Only 7.4 per cent of the world population currently lives in jurisdictions with comprehensive smoke-free laws, and those laws are not always robustly enforced.

In places where smoke-free rules are adhered to, research shows that exposure to second hand smoke in high-risk places like bars and restaurants can be cut by 90 per cent, and in general by 60 per cent, the researchers said.

Studies also show such laws help to reduce the number of cigarettes smoked by smokers and lead to higher success rates in those trying to quit.

TOBACCO IMPACT

υ Tobacco kills up to half of its users. The World Health Organisation describes tobacco use as “one of the biggest public health threats the world has ever faced”.

υ The annual death toll linked to tobacco is more than five million, and could rise to more than eight million by 2030 unless action is taken to control the tobacco epidemic.

υ More than 80 per cent of the world’s one billion smokers live in low- and middle-income countries.

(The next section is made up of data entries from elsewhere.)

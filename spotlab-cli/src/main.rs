//! Frame analysis from the command line
//!
//! # Usage
//!
//! ```bash
//! # Centroid of the brightest blob
//! spotlab centroid frame.png
//! spotlab centroid frame.png --canny --lower 200
//!
//! # Gaussian fit, optionally saving an overlay
//! spotlab fit spot.png --bounded --overlay fit.png
//!
//! # All peaks above 3 sigma of a noise floor of 4 counts
//! spotlab peaks field.png --noise-sigma 4 --json
//!
//! # Geometry
//! spotlab rotate frame.png --angle 12.5 --crop-inscribed -o rotated.png
//! spotlab crop frame.png --width 256 --height 256 -o crop.png
//! spotlab colormap frame.png --colormap parula --upscale 4 -o false_colour.png
//!
//! # Two seconds of feedback tone for a spot at 30% of the frame width
//! spotlab tone --position 0.3 --seconds 2 -o tone.f32
//!
//! # Same tone through the speakers (needs the `playback` feature)
//! spotlab tone --position 0.3 --seconds 2 --play
//!
//! # Write the default settings, edit, then pass them back in
//! spotlab init-config spotlab.json
//! spotlab --config spotlab.json centroid frame.png
//! ```

use std::fs::File;
use std::io::{BufWriter, Write};
use std::path::{Path, PathBuf};
use std::time::Duration;

use anyhow::{bail, Context, Result};
use clap::{Parser, Subcommand};
use image::{DynamicImage, GrayImage, ImageBuffer, Pixel, PixelWithColorType};
use log::{info, warn};
use spotlab::audio::{ClockedDevice, SoundFeedback};
use spotlab::image_proc::{
    crop_around_center, describe_first_peak, find_centroid, find_peaks, fit_gaussian,
    gray_image_to_array, largest_rotated_rect, rotate_image, upscale_nearest, EdgeMode,
};
use spotlab::viz::{apply_colormap, render_fit_overlay, Colormap};
use spotlab::SpotlabConfig;

#[derive(Parser)]
#[command(author, version, about, long_about = None)]
struct Cli {
    /// JSON settings file; missing values use the built-in defaults
    #[arg(short, long, global = true)]
    config: Option<PathBuf>,

    #[command(subcommand)]
    command: Commands,
}

#[derive(Subcommand)]
enum Commands {
    /// Locate the centroid of the largest bright blob
    Centroid {
        image: PathBuf,

        /// Lowest intensity counted as spot
        #[arg(long)]
        lower: Option<u8>,

        /// Highest intensity counted as spot
        #[arg(long)]
        upper: Option<u8>,

        /// Extract borders from a Canny edge map
        #[arg(long)]
        canny: bool,
    },

    /// Fit an isotropic Gaussian to the whole frame
    Fit {
        image: PathBuf,

        /// Keep parameters inside the frame
        #[arg(short, long)]
        bounded: bool,

        /// Save a colour-mapped overlay of the fit here
        #[arg(long)]
        overlay: Option<PathBuf>,

        /// Colour map for the overlay: parula or grey
        #[arg(long, default_value = "parula")]
        colormap: Colormap,
    },

    /// List peaks above a multiple of the noise floor
    Peaks {
        image: PathBuf,

        /// Background noise standard deviation in counts
        #[arg(short = 's', long)]
        noise_sigma: f64,

        /// Threshold in units of noise sigma
        #[arg(short, long)]
        factor: Option<f64>,

        /// Half size of the suppression window
        #[arg(long)]
        half_size: Option<usize>,

        /// Print peaks as JSON
        #[arg(long)]
        json: bool,
    },

    /// Rotate counter-clockwise about the centre
    Rotate {
        image: PathBuf,

        /// Angle in degrees
        #[arg(short, long, allow_hyphen_values = true)]
        angle: f64,

        /// Crop to the largest rectangle free of padding
        #[arg(long)]
        crop_inscribed: bool,

        #[arg(short, long)]
        output: PathBuf,
    },

    /// Crop around the frame centre
    Crop {
        image: PathBuf,

        #[arg(long)]
        width: u32,

        #[arg(long)]
        height: u32,

        #[arg(short, long)]
        output: PathBuf,
    },

    /// Render a frame through a colour map
    Colormap {
        image: PathBuf,

        #[arg(long, default_value = "parula")]
        colormap: Colormap,

        /// Integer nearest-neighbour upscale factor
        #[arg(long, default_value = "1")]
        upscale: usize,

        #[arg(short, long)]
        output: PathBuf,
    },

    /// Render the feedback tone to a raw little-endian f32 file
    Tone {
        /// Normalised horizontal position in [0, 1]
        #[arg(short, long, conflicts_with = "image")]
        position: Option<f64>,

        /// Take the position from the centroid in this frame instead
        #[arg(short, long)]
        image: Option<PathBuf>,

        /// Seconds of audio to render
        #[arg(long, default_value = "1.0")]
        seconds: f64,

        /// Output file; omit to only report what was rendered
        #[arg(short, long, conflicts_with = "play")]
        output: Option<PathBuf>,

        /// Play through the default audio output instead of rendering offline
        #[arg(long)]
        play: bool,
    },

    /// Write the default settings as JSON
    InitConfig { path: PathBuf },
}

fn load_gray(path: &Path) -> Result<GrayImage> {
    Ok(load_image(path)?.to_luma8())
}

fn load_image(path: &Path) -> Result<DynamicImage> {
    image::open(path).with_context(|| format!("Failed to open image {}", path.display()))
}

fn save<P>(image: &ImageBuffer<P, Vec<u8>>, path: &Path) -> Result<()>
where
    P: PixelWithColorType<Subpixel = u8>,
{
    image
        .save(path)
        .with_context(|| format!("Failed to write {}", path.display()))?;
    info!("Wrote {}", path.display());
    Ok(())
}

/// Rotate, optionally cropping to the padding-free interior.
fn rotate_and_crop<P>(
    image: &ImageBuffer<P, Vec<u8>>,
    angle: f64,
    crop_inscribed: bool,
) -> Result<ImageBuffer<P, Vec<u8>>>
where
    P: Pixel<Subpixel = u8> + Send + Sync + 'static,
{
    let rotated = rotate_image(image, angle)?;
    if !crop_inscribed {
        return Ok(rotated);
    }
    let (w, h) = image.dimensions();
    let (iw, ih) = largest_rotated_rect(w as f64, h as f64, angle.to_radians())?;
    let cw = (iw.floor() as u32).max(1);
    let ch = (ih.floor() as u32).max(1);
    Ok(crop_around_center(&rotated, cw, ch)?)
}

/// Normalised position for the tone, either given directly or from the
/// centroid of a frame. `None` means no spot, which plays silence.
fn tone_position(
    config: &SpotlabConfig,
    position: Option<f64>,
    image: Option<PathBuf>,
) -> Result<Option<f64>> {
    match (position, image) {
        (Some(p), _) => {
            if !(0.0..=1.0).contains(&p) {
                warn!("Position {p} outside [0, 1] will be clamped");
            }
            Ok(Some(p))
        }
        (None, Some(path)) => {
            let frame = load_gray(&path)?;
            match find_centroid(&frame, &config.centroid) {
                Some(c) => {
                    println!("Spot at ({:.2}, {:.2})", c.x, c.y);
                    Ok(Some(c.x / frame.width() as f64))
                }
                None => {
                    println!("No spot found; rendering silence");
                    Ok(None)
                }
            }
        }
        (None, None) => bail!("tone needs --position or --image"),
    }
}

fn check_seconds(seconds: f64) -> Result<()> {
    if !seconds.is_finite() || seconds <= 0.0 {
        bail!("--seconds must be positive, got {seconds}");
    }
    Ok(())
}

#[cfg(feature = "playback")]
fn play_tone(config: &SpotlabConfig, position: Option<f64>, seconds: f64) -> Result<()> {
    use spotlab::audio::SystemOutput;

    check_seconds(seconds)?;
    let device = SystemOutput::open_default(&config.audio)?;
    let mut feedback = SoundFeedback::start(device, &config.audio)?;
    feedback.set_position(position);

    let frequency = feedback.position().unwrap_or(0.0) * config.audio.max_frequency_hz;
    println!("Playing {frequency:.1} Hz for {seconds:.2} s");
    std::thread::sleep(Duration::from_secs_f64(seconds));
    feedback.stop();
    Ok(())
}

#[cfg(not(feature = "playback"))]
fn play_tone(_config: &SpotlabConfig, _position: Option<f64>, _seconds: f64) -> Result<()> {
    bail!("spotlab was built without audio output; rebuild with `--features playback`")
}

fn run_tone(
    config: &SpotlabConfig,
    position: Option<f64>,
    seconds: f64,
    output: Option<PathBuf>,
) -> Result<()> {
    check_seconds(seconds)?;
    let audio = &config.audio;

    let (device, sink) = ClockedDevice::new(audio.clone())?;
    let feedback = SoundFeedback::start(device, audio)?;
    feedback.set_position(position);

    let total_frames = (seconds * audio.sample_rate as f64).ceil() as usize;
    let buffers = total_frames.div_ceil(audio.buffer_frames);
    let timeout = audio.buffer_period() * 4 + Duration::from_millis(500);

    let mut writer = match &output {
        Some(path) => Some(BufWriter::new(File::create(path).with_context(|| {
            format!("Failed to create {}", path.display())
        })?)),
        None => None,
    };

    let mut peak = 0.0f32;
    for _ in 0..buffers {
        let Some(buffer) = sink.recv_timeout(timeout) else {
            bail!("audio render thread stopped delivering buffers");
        };
        peak = buffer.iter().fold(peak, |m, s| m.max(s.abs()));
        if let Some(w) = writer.as_mut() {
            for sample in &buffer {
                w.write_all(&sample.to_le_bytes())?;
            }
        }
        sink.recycle(buffer);
    }
    if let Some(mut w) = writer {
        w.flush()?;
    }

    let frequency = feedback.position().unwrap_or(0.0) * audio.max_frequency_hz;
    println!(
        "Rendered {buffers} buffers ({:.2} s) at {frequency:.1} Hz, peak {peak:.4}, {} underruns",
        (buffers * audio.buffer_frames) as f64 / audio.sample_rate as f64,
        feedback.device().underruns()
    );
    if let Some(path) = output {
        println!(
            "Wrote {} ({} ch interleaved f32 LE, {} Hz)",
            path.display(),
            audio.channels,
            audio.sample_rate
        );
    }
    Ok(())
}

fn main() -> Result<()> {
    env_logger::init();
    let cli = Cli::parse();

    let mut config = match &cli.config {
        Some(path) => SpotlabConfig::load_from_file(path)
            .with_context(|| format!("Failed to load config {}", path.display()))?,
        None => SpotlabConfig::default(),
    };

    match cli.command {
        Commands::Centroid {
            image,
            lower,
            upper,
            canny,
        } => {
            if let Some(lower) = lower {
                config.centroid.lower = lower;
            }
            if let Some(upper) = upper {
                config.centroid.upper = upper;
            }
            if canny {
                config.centroid.edge_mode = EdgeMode::canny();
            }

            let frame = load_gray(&image)?;
            match find_centroid(&frame, &config.centroid) {
                Some(c) => println!(
                    "Centroid at ({:.3}, {:.3}), area {:.1} px^2",
                    c.x, c.y, c.area
                ),
                None => println!("No spot found"),
            }
        }

        Commands::Fit {
            image,
            bounded,
            overlay,
            colormap,
        } => {
            let frame = gray_image_to_array(&load_gray(&image)?);
            let fit = fit_gaussian(&frame.view(), bounded, &config.gaussian_fit)
                .context("Gaussian fit failed")?;
            let p = fit.params;
            println!(
                "x0 = {:.3}, y0 = {:.3}, sigma = {:.3}, amplitude = {:.2}",
                p.x0, p.y0, p.sigma, p.amplitude
            );
            println!(
                "rms residual {:.4} after {} iterations",
                fit.rms_residual, fit.iterations
            );

            if let Some(path) = overlay {
                let rendered = render_fit_overlay(&frame.view(), &p, colormap)?;
                save(&rendered, &path)?;
            }
        }

        Commands::Peaks {
            image,
            noise_sigma,
            factor,
            half_size,
            json,
        } => {
            if let Some(factor) = factor {
                config.peaks.threshold_factor = factor;
            }
            if let Some(half_size) = half_size {
                config.peaks.exclusion_half_size = half_size;
            }

            let frame = gray_image_to_array(&load_gray(&image)?);
            let peaks = find_peaks(&frame.view(), noise_sigma, &config.peaks)?;

            if json {
                println!("{}", serde_json::to_string_pretty(&peaks)?);
            } else {
                println!("Found {} peaks{}", peaks.len(), describe_first_peak(&peaks));
                for (i, peak) in peaks.iter().enumerate() {
                    println!(
                        "{i:5}: row {:5} col {:5} value {:.1}",
                        peak.row, peak.col, peak.value
                    );
                }
            }
        }

        Commands::Rotate {
            image,
            angle,
            crop_inscribed,
            output,
        } => {
            let source = load_image(&image)?;
            if source.color().has_color() {
                let rotated = rotate_and_crop(&source.to_rgb8(), angle, crop_inscribed)?;
                save(&rotated, &output)?;
            } else {
                let rotated = rotate_and_crop(&source.to_luma8(), angle, crop_inscribed)?;
                save(&rotated, &output)?;
            }
        }

        Commands::Crop {
            image,
            width,
            height,
            output,
        } => {
            let source = load_image(&image)?;
            if source.color().has_color() {
                save(&crop_around_center(&source.to_rgb8(), width, height)?, &output)?;
            } else {
                save(&crop_around_center(&source.to_luma8(), width, height)?, &output)?;
            }
        }

        Commands::Colormap {
            image,
            colormap,
            upscale,
            output,
        } => {
            let frame = gray_image_to_array(&load_gray(&image)?);
            let frame = upscale_nearest(&frame.view(), upscale)?;
            let rendered = apply_colormap(&frame.view(), colormap);
            save(&rendered, &output)?;
            println!("Rendered with {} colour map", colormap.name());
        }

        Commands::Tone {
            position,
            image,
            seconds,
            output,
            play,
        } => {
            let position = tone_position(&config, position, image)?;
            if play {
                play_tone(&config, position, seconds)?;
            } else {
                run_tone(&config, position, seconds, output)?;
            }
        }

        Commands::InitConfig { path } => {
            SpotlabConfig::default()
                .save_to_file(&path)
                .with_context(|| format!("Failed to write {}", path.display()))?;
            println!("Wrote default settings to {}", path.display());
        }
    }

    Ok(())
}
//! Greedy peak finding with square-window suppression

use log::debug;
use ndarray::{s, Array2, ArrayView2};
use serde::{Deserialize, Serialize};

use crate::error::{AnalysisError, Result};

/// Settings for [`find_peaks`].
#[derive(Debug, Clone, PartialEq, Serialize, Deserialize)]
#[serde(default)]
pub struct PeakFinderConfig {
    /// Peaks must exceed `threshold_factor * noise_sigma`
    pub threshold_factor: f64,
    /// Half width of the square window cleared around each peak
    pub exclusion_half_size: usize,
    /// Hard cap on the number of peaks returned
    pub max_peaks: usize,
}

impl Default for PeakFinderConfig {
    fn default() -> Self {
        Self {
            threshold_factor: 3.0,
            exclusion_half_size: 10,
            max_peaks: 10_000,
        }
    }
}

/// A detected local maximum.
#[derive(Debug, Clone, Copy, PartialEq, Serialize, Deserialize)]
pub struct Peak {
    pub row: usize,
    pub col: usize,
    /// Sample value at the peak in the original frame
    pub value: f64,
}

/// Highest finite sample, first in row-major order on ties.
fn argmax(work: &Array2<f64>) -> Option<((usize, usize), f64)> {
    let mut best: Option<((usize, usize), f64)> = None;
    for (idx, &v) in work.indexed_iter() {
        if v.is_nan() {
            continue;
        }
        match best {
            Some((_, current)) if v <= current => {}
            _ => best = Some((idx, v)),
        }
    }
    best
}

/// Find all peaks above the noise threshold.
///
/// Repeatedly takes the brightest remaining sample. If it is strictly above
/// `threshold_factor * noise_sigma` it is recorded and the window
/// `[row - h, row + h] x [col - h, col + h]` (clipped to the frame) is zeroed
/// so nothing in it is picked again. Stops at the first sample below
/// threshold or once `max_peaks` peaks are found.
///
/// # Returns
/// Peaks in detection order, which is descending by value among survivors
pub fn find_peaks(
    image: &ArrayView2<f64>,
    noise_sigma: f64,
    config: &PeakFinderConfig,
) -> Result<Vec<Peak>> {
    if !noise_sigma.is_finite() || noise_sigma < 0.0 {
        return Err(AnalysisError::InvalidParameter(format!(
            "noise sigma must be finite and non-negative, got {noise_sigma}"
        )));
    }
    // Below zero the suppressed windows themselves would clear the threshold
    if !config.threshold_factor.is_finite() || config.threshold_factor < 0.0 {
        return Err(AnalysisError::InvalidParameter(format!(
            "threshold factor must be finite and non-negative, got {}",
            config.threshold_factor
        )));
    }

    let threshold = config.threshold_factor * noise_sigma;
    let (height, width) = image.dim();
    let h = config.exclusion_half_size;
    let mut work = image.to_owned();
    let mut peaks = Vec::new();

    while peaks.len() < config.max_peaks {
        let Some(((row, col), value)) = argmax(&work) else {
            break;
        };
        if value <= threshold {
            break;
        }

        peaks.push(Peak { row, col, value });

        let r0 = row.saturating_sub(h);
        let r1 = (row + h + 1).min(height);
        let c0 = col.saturating_sub(h);
        let c1 = (col + h + 1).min(width);
        work.slice_mut(s![r0..r1, c0..c1]).fill(0.0);
    }

    debug!(
        "Found {} peaks above {threshold:.3} in {width}x{height} frame",
        peaks.len()
    );
    Ok(peaks)
}

/// Human readable location of the first peak, for status lines.
///
/// Returns `" at position (x, y)"` with `x` the column and `y` the row, or an
/// empty string if there are no peaks.
pub fn describe_first_peak(peaks: &[Peak]) -> String {
    match peaks.first() {
        Some(p) => format!(" at position ({}, {})", p.col, p.row),
        None => String::new(),
    }
}
//! Sine tone whose pitch follows the tracked position

use std::f64::consts::TAU;
use std::sync::Arc;

use super::device::{RenderCallback, StreamControl};
use super::position::TrackedPosition;
use super::{AudioConfig, AudioError};

/// Renders `amplitude * sin(phase)` on every channel, with frequency
/// `position * max_frequency_hz`. Nothing tracked renders silence and resets
/// the phase.
///
/// The position is read once per buffer and the phase carries over between
/// buffers, so pitch changes do not click.
pub struct ToneSynth {
    position: Arc<TrackedPosition>,
    sample_rate: f64,
    channels: usize,
    amplitude: f32,
    max_frequency_hz: f64,
    phase: f64,
}

impl ToneSynth {
    pub fn new(position: Arc<TrackedPosition>, config: &AudioConfig) -> Result<Self, AudioError> {
        config.validate()?;
        Ok(Self {
            position,
            sample_rate: config.sample_rate as f64,
            channels: config.channels,
            amplitude: config.amplitude,
            max_frequency_hz: config.max_frequency_hz,
            phase: 0.0,
        })
    }

    /// Frequency the next buffer will be rendered at.
    pub fn frequency_hz(&self) -> f64 {
        self.position
            .get()
            .map_or(0.0, |p| p * self.max_frequency_hz)
    }

    /// Current oscillator phase in radians, within `[0, 2 pi)`.
    pub fn phase(&self) -> f64 {
        self.phase
    }
}

impl RenderCallback for ToneSynth {
    fn render(&mut self, output: &mut [f32]) -> StreamControl {
        let Some(position) = self.position.get() else {
            output.fill(0.0);
            self.phase = 0.0;
            return StreamControl::Continue;
        };
        let step = TAU * position * self.max_frequency_hz / self.sample_rate;

        for frame in output.chunks_mut(self.channels) {
            let sample = self.amplitude * self.phase.sin() as f32;
            frame.fill(sample);
            self.phase = (self.phase + step) % TAU;
        }

        StreamControl::Continue
    }
}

υ Total consumption of tobacco products is increasing globally, although it is decreasing in some wealthier nations.

υ There are more than 4,000 chemicals in tobacco smoke, of which at least 250 are known to be harmful and more than 50 are known to cause cancer.

υ Second-hand smoke can cause various serious illnesses in adults, including cardiovascular and respiratory diseases like coronary heart disease and lung cancer. In babies, it can cause sudden death and in pregnant women low birth weight.

υ Second-hand smoke causes 600,000 premature deaths per year.

υ Only 7.4 per cent of the world population currently lives in jurisdictions with comprehensive smoke-free laws, and those laws are not always robustly enforced.

υ Almost half of children regularly breathe air polluted by tobacco smoke and more than 40 per cent of children have at least one smoking parent.